My main complaint here is that the “much more” hasn’t really made it into the k-12 curriculum. As in: my 10 year old daughter has a Scratch book that more-or-less had her write an ode solver so that the little cat can jump with a bit of realistic physics. It wasn’t all that hard and it has a nice outcome on the screen, but you can’t find any trace of it in the standard curriculum. The only thing that people seem to want to do with these new found powers is less.
I’m a collector of calculators (mostly focusing on HP models), but recently I was given an entire box filled with 25 slide rules by an older engineer who just wanted them not to have to be thrown away.

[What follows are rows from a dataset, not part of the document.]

//! Opaque tag token model.
//!
//! # Responsibility
//! - Define the hash-sized token identifying one tag.
//! - Keep the token space shared with the role authority, so every tag is
//!   also the role that gates mutations of that tag.
//!
//! # Invariants
//! - A token's identity is stable and comparable by equality only.
//! - The same label always derives the same token.

use serde::{Deserialize, Serialize};
use std::fmt::{Display, Formatter};
use std::str::FromStr;
use uuid::Uuid;

/// Opaque, hash-sized tag token.
///
/// Labels never exist at runtime; callers derive a token once via
/// [`TagId::from_label`] and pass the token everywhere after that.
#[derive(
    Debug, Clone, Copy, PartialEq, Eq, PartialOrd, Ord, Hash, Serialize, Deserialize,
)]
pub struct TagId(Uuid);

/// Role identifier in the external role authority.
///
/// Kept as a type alias: the registry reuses the tag token space as the
/// permission space, so holding role `t` means being allowed to tag with `t`.
pub type RoleId = TagId;

impl TagId {
    /// The all-zero token. Reserved as the root administration role.
    pub const NIL: TagId = TagId(Uuid::nil());

    /// Derives the stable token for a human-readable label.
    pub fn from_label(label: &str) -> Self {
        Self(Uuid::new_v5(&Uuid::NAMESPACE_OID, label.as_bytes()))
    }

    /// Creates a fresh random token with no label provenance.
    pub fn random() -> Self {
        Self(Uuid::new_v4())
    }

    pub fn from_uuid(value: Uuid) -> Self {
        Self(value)
    }

    pub fn as_uuid(&self) -> Uuid {
        self.0
    }
}

impl Display for TagId {
    fn fmt(&self, f: &mut Formatter<'_>) -> std::fmt::Result {
        write!(f, "{}", self.0)
    }
}

impl FromStr for TagId {
    type Err = uuid::Error;

    fn from_str(value: &str) -> Result<Self, Self::Err> {
        Ok(Self(Uuid::parse_str(value)?))
    }
}

#[cfg(test)]
mod tests {
    use super::TagId;

    #[test]
    fn label_derivation_is_stable() {
        assert_eq!(TagId::from_label("verified"), TagId::from_label("verified"));
        assert_ne!(TagId::from_label("verified"), TagId::from_label("banned"));
    }

    #[test]
    fn labels_are_case_sensitive_tokens() {
        assert_ne!(TagId::from_label("Verified"), TagId::from_label("verified"));
    }

    #[test]
    fn display_parse_round_trips() {
        let tag = TagId::from_label("verified");
        let parsed: TagId = tag.to_string().parse().expect("token text should parse");
        assert_eq!(parsed, tag);
    }

    #[test]
    fn nil_token_is_distinct_from_derived_tokens() {
        assert_ne!(TagId::NIL, TagId::from_label(""));
    }
}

Right here at my desk I have one from Keuffel & Esser in its original box. This thing is over 20 inches long with inches and centimeter scales on the edges. It’s a marvel of precision, but I still don’t have the hang of how to make use of it.
See my comment re estimating. You have learned well, Grasshopper.
That’s the kind of gorgeous device that makes it clear how scientists could be confused for witches. It just looks powerful and mystical to me, a calculator generation kid.
My Dad taught me how to use a slide rule back when I was in junior high or high school, I think? Anyway, I pretty much said, “Oh cool,” and never touched it again. Technology advances. I don’t know why people get hung up on thinking the older ways are better. They almost never are. There’s a reason we don’t use abaci (abacuses?) anymore. I got an HP 15C calculator when I graduated high school in 1987. I used it all through college and throughout my 15+ years as an engineer. I still have it, but I actually don’t know where it is. In a box in the attic, probably. I no longer use it. Why? Because the stupid free calculator app on my phone does everything I need it to do. Technology advances. The old ways aren’t better. They’re just comfortable.
They were around, but definitely on their way out. I graduated in 1988, and our physics teacher gave us a lecture on how to use a slide rule, but I don’t think he really expected us to use one outside of that lesson – just to inform us that there were ways to do scientific math before electronic calculators.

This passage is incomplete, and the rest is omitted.